_WHAT YOU NEED TO DO_
Write the entries again exactly, with no line missing.

------------------------------------------------

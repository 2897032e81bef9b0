//! The duplex channel the client rides on.
//!
//! A transport owns the [`ConnectionStatus`]; the client only observes it. All
//! non-deterministic input (status changes and inbound text frames) arrives
//! through one ordered [`TransportEvent`] channel handed to the transport when
//! it is built, so the client sees frames in delivery order and never between
//! an `Open` and the frames that follow it.

use futures_channel::mpsc::{unbounded, UnboundedReceiver, UnboundedSender};
use thiserror::Error;

pub use pulse_shared::ConnectionStatus;

/// Something the transport observed.
#[derive(Debug, Clone, PartialEq, Eq)]
pub enum TransportEvent {
    Status(ConnectionStatus),
    Frame(String),
}

/// Sending half given to a transport.
pub type TransportEvents = UnboundedSender<TransportEvent>;

/// Receiving half consumed by [`ClientDriver`](crate::ws::ClientDriver).
pub type TransportEventStream = UnboundedReceiver<TransportEvent>;

/// Create the event channel connecting a transport to a client driver.
pub fn event_channel() -> (TransportEvents, TransportEventStream) {
    unbounded()
}

#[derive(Debug, Error)]
pub enum TransportError {
    #[error("socket is not open (status {0})")]
    NotOpen(ConnectionStatus),

    #[error("socket task is no longer running")]
    ChannelClosed,

    #[error("failed to encode frame: {0}")]
    Serialize(#[from] serde_json::Error),
}

/// A raw text-frame channel over a single URL.
///
/// Implementations must report every status change as a
/// [`TransportEvent::Status`] in order, and must never call back into the
/// client synchronously from these methods.
pub trait Transport {
    /// Current status as known to the transport itself.
    fn status(&self) -> ConnectionStatus;

    /// Start connecting. A no-op while `Open` or `Connecting`.
    fn open(&mut self);

    /// Start a graceful shutdown. A no-op while `Closing` or `Closed`.
    fn close(&mut self);

    /// Write one text frame. Never queues: fails unless `Open`.
    fn send(&mut self, frame: &str) -> Result<(), TransportError>;
}

impl<T: Transport + ?Sized> Transport for Box<T> {
    fn status(&self) -> ConnectionStatus {
        (**self).status()
    }

    fn open(&mut self) {
        (**self).open()
    }

    fn close(&mut self) {
        (**self).close()
    }

    fn send(&mut self, frame: &str) -> Result<(), TransportError> {
        (**self).send(frame)
    }
}

mod connection_native;
pub use connection_native::NativeTransport;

------------------------------------------------

_SOLUTION TO THE EXERCISE_
repository 2897032e81bef9b0
//! The duplex channel the client rides on.
//!
//! A transport owns the [`ConnectionStatus`]; the client only observes it. All
//! non-deterministic input (status changes and inbound text frames) arrives
//! through one ordered [`TransportEvent`] channel handed to the transport when
//! it is built, so the client sees frames in delivery order and never between
//! an `Open` and the frames that follow it.

use futures_channel::mpsc::{unbounded, UnboundedReceiver, UnboundedSender};
use thiserror::Error;

pub use pulse_shared::ConnectionStatus;

/// Something the transport observed.
#[derive(Debug, Clone, PartialEq, Eq)]
pub enum TransportEvent {
    Status(ConnectionStatus),
    Frame(String),
}

/// Sending half given to a transport.
pub type TransportEvents = UnboundedSender<TransportEvent>;

/// Receiving half consumed by [`ClientDriver`](crate::ws::ClientDriver).
pub type TransportEventStream = UnboundedReceiver<TransportEvent>;

/// Create the event channel connecting a transport to a client driver.
pub fn event_channel() -> (TransportEvents, TransportEventStream) {
    unbounded()
}

#[derive(Debug, Error)]
pub enum TransportError {
    #[error("socket is not open (status {0})")]
    NotOpen(ConnectionStatus),

    #[error("socket task is no longer running")]
    ChannelClosed,

    #[error("failed to encode frame: {0}")]
    Serialize(#[from] serde_json::Error),
}

/// A raw text-frame channel over a single URL.
///
/// Implementations must report every status change as a
/// [`TransportEvent::Status`] in order, and must never call back into the
/// client synchronously from these methods.
pub trait Transport {
    /// Current status as known to the transport itself.
    fn status(&self) -> ConnectionStatus;

    /// Start connecting. A no-op while `Open` or `Connecting`.
    fn open(&mut self);

    /// Start a graceful shutdown. A no-op while `Closing` or `Closed`.
    fn close(&mut self);

    /// Write one text frame. Never queues: fails unless `Open`.
    fn send(&mut self, frame: &str) -> Result<(), TransportError>;
}

impl<T: Transport + ?Sized> Transport for Box<T> {
    fn status(&self) -> ConnectionStatus {
        (**self).status()
    }

    fn open(&mut self) {
        (**self).open()
    }

    fn close(&mut self) {
        (**self).close()
    }

    fn send(&mut self, frame: &str) -> Result<(), TransportError> {
        (**self).send(frame)
    }
}

mod connection_native;
pub use connection_native::NativeTransport;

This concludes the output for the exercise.